//! Parsers for the two textual puzzle dialects.
//!
//! Both dialects share the same skeleton: comment lines (starting with `#`)
//! and blank lines are ignored, the first remaining line is the header
//! `"<width> <height>"`, and every following line lists the run lengths of
//! one column or row as whitespace-separated integers. A line whose only
//! clue is `0` describes a row or column with no runs at all.
//!
//! The dialects differ in ordering:
//! - the native format lists the `width` column clue lines first, then the
//!   `height` row clue lines;
//! - the NIN format (the export format used by webpbn) lists rows first,
//!   then columns.

use crate::puzzle::grid::Grid;
use itertools::Itertools;
use std::fs::File;
use std::io::{self, BufRead, BufReader};
use std::path::Path;
use thiserror::Error;

/// Which textual dialect a puzzle file uses.
#[derive(Clone, Copy, Debug, Default, PartialEq, Eq)]
pub enum PuzzleFormat {
    /// Column clues first, then row clues.
    #[default]
    Native,
    /// Row clues first, then column clues (webpbn export).
    Nin,
}

/// A malformed puzzle description.
#[derive(Debug, Error)]
pub enum ParseError {
    /// The file could not be read.
    #[error("failed to read puzzle: {0}")]
    Io(#[from] io::Error),

    /// The `"<width> <height>"` header is missing or malformed.
    #[error("bad puzzle header: {0:?}")]
    BadHeader(String),

    /// A clue line holds something other than whitespace-separated integers.
    #[error("bad clue line: {0:?}")]
    BadClue(String),

    /// The file does not hold exactly one clue line per column and row.
    #[error("expected {expected} clue lines, found {found}")]
    WrongLineCount {
        /// Clue lines the header calls for (`width + height`).
        expected: usize,
        /// Clue lines actually present.
        found: usize,
    },
}

/// Parse a puzzle from any buffered reader.
///
/// # Errors
///
/// [`ParseError`] on I/O failure or a malformed description.
pub fn parse_puzzle<R: BufRead>(reader: R, format: PuzzleFormat) -> Result<Grid, ParseError> {
    let mut lines = cleanse(reader)?;
    if lines.is_empty() {
        return Err(ParseError::BadHeader(String::new()));
    }

    let header = lines.remove(0);
    let (width, height) = parse_header(&header)?;

    if lines.len() != width + height {
        return Err(ParseError::WrongLineCount {
            expected: width + height,
            found: lines.len(),
        });
    }

    let clues: Vec<Vec<usize>> = lines.iter().map(|line| parse_clues(line)).try_collect()?;

    let (row_clues, col_clues) = match format {
        PuzzleFormat::Native => {
            let (cols, rows) = clues.split_at(width);
            (rows.to_vec(), cols.to_vec())
        }
        PuzzleFormat::Nin => {
            let (rows, cols) = clues.split_at(height);
            (rows.to_vec(), cols.to_vec())
        }
    };

    Ok(Grid::from_clues(width, height, &row_clues, &col_clues))
}

/// Parse a puzzle file from disk.
///
/// # Errors
///
/// [`ParseError`] on I/O failure or a malformed description.
pub fn parse_file<P: AsRef<Path>>(path: P, format: PuzzleFormat) -> Result<Grid, ParseError> {
    let reader = BufReader::new(File::open(path)?);
    parse_puzzle(reader, format)
}

/// Drop comments and blank lines; the solver core never sees them.
fn cleanse<R: BufRead>(reader: R) -> Result<Vec<String>, io::Error> {
    let mut kept = Vec::new();
    for line in reader.lines() {
        let line = line?;
        let trimmed = line.trim();
        if trimmed.is_empty() || trimmed.starts_with('#') {
            continue;
        }
        kept.push(line);
    }
    Ok(kept)
}

fn parse_header(header: &str) -> Result<(usize, usize), ParseError> {
    let bad = || ParseError::BadHeader(header.to_string());
    let mut parts = header.split_whitespace();
    let width = parts.next().ok_or_else(bad)?;
    let height = parts.next().ok_or_else(bad)?;
    if parts.next().is_some() {
        return Err(bad());
    }
    Ok((
        width.parse().map_err(|_| bad())?,
        height.parse().map_err(|_| bad())?,
    ))
}

fn parse_clues(line: &str) -> Result<Vec<usize>, ParseError> {
    line.split_whitespace()
        .map(|token| {
            token
                .parse::<usize>()
                .map_err(|_| ParseError::BadClue(line.to_string()))
        })
        .try_collect()
}

#[cfg(test)]
mod tests {
    use super::*;
    use std::io::Cursor;

    const NATIVE: &str = "# a 2x3 puzzle\n\
                          2 3\n\
                          \n\
                          # columns\n\
                          1 1\n\
                          3\n\
                          # rows\n\
                          2\n\
                          1\n\
                          1\n";

    #[test]
    fn native_format_lists_columns_first() {
        let grid = parse_puzzle(Cursor::new(NATIVE), PuzzleFormat::Native).unwrap();
        assert_eq!(grid.width(), 2);
        assert_eq!(grid.height(), 3);
        assert_eq!(grid.row_line(0).required_black, 2);
        assert_eq!(grid.row_line(1).required_black, 1);
        assert_eq!(grid.col_line(0).required_black, 2);
        assert_eq!(grid.col_line(1).required_black, 3);
    }

    #[test]
    fn nin_format_lists_rows_first() {
        let input = "2 3\n2\n1\n1\n1 1\n3\n";
        let grid = parse_puzzle(Cursor::new(input), PuzzleFormat::Nin).unwrap();
        assert_eq!(grid.width(), 2);
        assert_eq!(grid.height(), 3);
        assert_eq!(grid.row_line(0).required_black, 2);
        assert_eq!(grid.col_line(1).required_black, 3);
    }

    #[test]
    fn zero_clue_means_empty_line() {
        let input = "1 2\n0\n0\n1\n";
        let grid = parse_puzzle(Cursor::new(input), PuzzleFormat::Native).unwrap();
        assert_eq!(grid.row_line(0).clues.len(), 1);
        assert_eq!(grid.row_line(0).clues[0].length, 0);
        assert_eq!(grid.row_line(0).required_black, 0);
    }

    #[test]
    fn missing_header_is_rejected() {
        let err = parse_puzzle(Cursor::new("# only comments\n"), PuzzleFormat::Native).unwrap_err();
        assert!(matches!(err, ParseError::BadHeader(_)));
    }

    #[test]
    fn non_numeric_header_is_rejected() {
        let err = parse_puzzle(Cursor::new("five 5\n"), PuzzleFormat::Native).unwrap_err();
        assert!(matches!(err, ParseError::BadHeader(_)));
    }

    #[test]
    fn wrong_line_count_is_rejected() {
        let err = parse_puzzle(Cursor::new("2 2\n1\n1\n1\n"), PuzzleFormat::Native).unwrap_err();
        assert!(matches!(
            err,
            ParseError::WrongLineCount {
                expected: 4,
                found: 3
            }
        ));
    }

    #[test]
    fn non_numeric_clue_is_rejected() {
        let err = parse_puzzle(Cursor::new("1 1\nx\n1\n"), PuzzleFormat::Native).unwrap_err();
        assert!(matches!(err, ParseError::BadClue(_)));
    }
}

--

Reproduce each entry above character for character.

//! Parsers for the two textual puzzle dialects.
//!
//! Both dialects share the same skeleton: comment lines (starting with `#`)
//! and blank lines are ignored, the first remaining line is the header
//! `"<width> <height>"`, and every following line lists the run lengths of
//! one column or row as whitespace-separated integers. A line whose only
//! clue is `0` describes a row or column with no runs at all.
//!
//! The dialects differ in ordering:
//! - the native format lists the `width` column clue lines first, then the
//!   `height` row clue lines;
//! - the NIN format (the export format used by webpbn) lists rows first,
//!   then columns.

use crate::puzzle::grid::Grid;
use itertools::Itertools;
use std::fs::File;
use std::io::{self, BufRead, BufReader};
use std::path::Path;
use thiserror::Error;

/// Which textual dialect a puzzle file uses.
#[derive(Clone, Copy, Debug, Default, PartialEq, Eq)]
pub enum PuzzleFormat {
    /// Column clues first, then row clues.
    #[default]
    Native,
    /// Row clues first, then column clues (webpbn export).
    Nin,
}

/// A malformed puzzle description.
#[derive(Debug, Error)]
pub enum ParseError {
    /// The file could not be read.
    #[error("failed to read puzzle: {0}")]
    Io(#[from] io::Error),

    /// The `"<width> <height>"` header is missing or malformed.
    #[error("bad puzzle header: {0:?}")]
    BadHeader(String),

    /// A clue line holds something other than whitespace-separated integers.
    #[error("bad clue line: {0:?}")]
    BadClue(String),

    /// The file does not hold exactly one clue line per column and row.
    #[error("expected {expected} clue lines, found {found}")]
    WrongLineCount {
        /// Clue lines the header calls for (`width + height`).
        expected: usize,
        /// Clue lines actually present.
        found: usize,
    },
}

/// Parse a puzzle from any buffered reader.
///
/// # Errors
///
/// [`ParseError`] on I/O failure or a malformed description.
pub fn parse_puzzle<R: BufRead>(reader: R, format: PuzzleFormat) -> Result<Grid, ParseError> {
    let mut lines = cleanse(reader)?;
    if lines.is_empty() {
        return Err(ParseError::BadHeader(String::new()));
    }

    let header = lines.remove(0);
    let (width, height) = parse_header(&header)?;

    if lines.len() != width + height {
        return Err(ParseError::WrongLineCount {
            expected: width + height,
            found: lines.len(),
        });
    }

    let clues: Vec<Vec<usize>> = lines.iter().map(|line| parse_clues(line)).try_collect()?;

    let (row_clues, col_clues) = match format {
        PuzzleFormat::Native => {
            let (cols, rows) = clues.split_at(width);
            (rows.to_vec(), cols.to_vec())
        }
        PuzzleFormat::Nin => {
            let (rows, cols) = clues.split_at(height);
            (rows.to_vec(), cols.to_vec())
        }
    };

    Ok(Grid::from_clues(width, height, &row_clues, &col_clues))
}

/// Parse a puzzle file from disk.
///
/// # Errors
///
/// [`ParseError`] on I/O failure or a malformed description.
pub fn parse_file<P: AsRef<Path>>(path: P, format: PuzzleFormat) -> Result<Grid, ParseError> {
    let reader = BufReader::new(File::open(path)?);
    parse_puzzle(reader, format)
}

/// Drop comments and blank lines; the solver core never sees them.
fn cleanse<R: BufRead>(reader: R) -> Result<Vec<String>, io::Error> {
    let mut kept = Vec::new();
    for line in reader.lines() {
        let line = line?;
        let trimmed = line.trim();
        if trimmed.is_empty() || trimmed.starts_with('#') {
            continue;
        }
        kept.push(line);
    }
    Ok(kept)
}

fn parse_header(header: &str) -> Result<(usize, usize), ParseError> {
    let bad = || ParseError::BadHeader(header.to_string());
    let mut parts = header.split_whitespace();
    let width = parts.next().ok_or_else(bad)?;
    let height = parts.next().ok_or_else(bad)?;
    if parts.next().is_some() {
        return Err(bad());
    }
    Ok((
        width.parse().map_err(|_| bad())?,
        height.parse().map_err(|_| bad())?,
    ))
}

fn parse_clues(line: &str) -> Result<Vec<usize>, ParseError> {
    line.split_whitespace()
        .map(|token| {
            token
                .parse::<usize>()
                .map_err(|_| ParseError::BadClue(line.to_string()))
        })
        .try_collect()
}

#[cfg(test)]
mod tests {
    use super::*;
    use std::io::Cursor;

    const NATIVE: &str = "# a 2x3 puzzle\n\
                          2 3\n\
                          \n\
                          # columns\n\
                          1 1\n\
                          3\n\
                          # rows\n\
                          2\n\
                          1\n\
                          1\n";

    #[test]
    fn native_format_lists_columns_first() {
        let grid = parse_puzzle(Cursor::new(NATIVE), PuzzleFormat::Native).unwrap();
        assert_eq!(grid.width(), 2);
        assert_eq!(grid.height(), 3);
        assert_eq!(grid.row_line(0).required_black, 2);
        assert_eq!(grid.row_line(1).required_black, 1);
        assert_eq!(grid.col_line(0).required_black, 2);
        assert_eq!(grid.col_line(1).required_black, 3);
    }

    #[test]
    fn nin_format_lists_rows_first() {
        let input = "2 3\n2\n1\n1\n1 1\n3\n";
        let grid = parse_puzzle(Cursor::new(input), PuzzleFormat::Nin).unwrap();
        assert_eq!(grid.width(), 2);
        assert_eq!(grid.height(), 3);
        assert_eq!(grid.row_line(0).required_black, 2);
        assert_eq!(grid.col_line(1).required_black, 3);
    }

    #[test]
    fn zero_clue_means_empty_line() {
        let input = "1 2\n0\n0\n1\n";
        let grid = parse_puzzle(Cursor::new(input), PuzzleFormat::Native).unwrap();
        assert_eq!(grid.row_line(0).clues.len(), 1);
        assert_eq!(grid.row_line(0).clues[0].length, 0);
        assert_eq!(grid.row_line(0).required_black, 0);
    }

    #[test]
    fn missing_header_is_rejected() {
        let err = parse_puzzle(Cursor::new("# only comments\n"), PuzzleFormat::Native).unwrap_err();
        assert!(matches!(err, ParseError::BadHeader(_)));
    }

    #[test]
    fn non_numeric_header_is_rejected() {
        let err = parse_puzzle(Cursor::new("five 5\n"), PuzzleFormat::Native).unwrap_err();
        assert!(matches!(err, ParseError::BadHeader(_)));
    }

    #[test]
    fn wrong_line_count_is_rejected() {
        let err = parse_puzzle(Cursor::new("2 2\n1\n1\n1\n"), PuzzleFormat::Native).unwrap_err();
        assert!(matches!(
            err,
            ParseError::WrongLineCount {
                expected: 4,
                found: 3
            }
        ));
    }

    #[test]
    fn non_numeric_clue_is_rejected() {
        let err = parse_puzzle(Cursor::new("1 1\nx\n1\n"), PuzzleFormat::Native).unwrap_err();
        assert!(matches!(err, ParseError::BadClue(_)));
    }
}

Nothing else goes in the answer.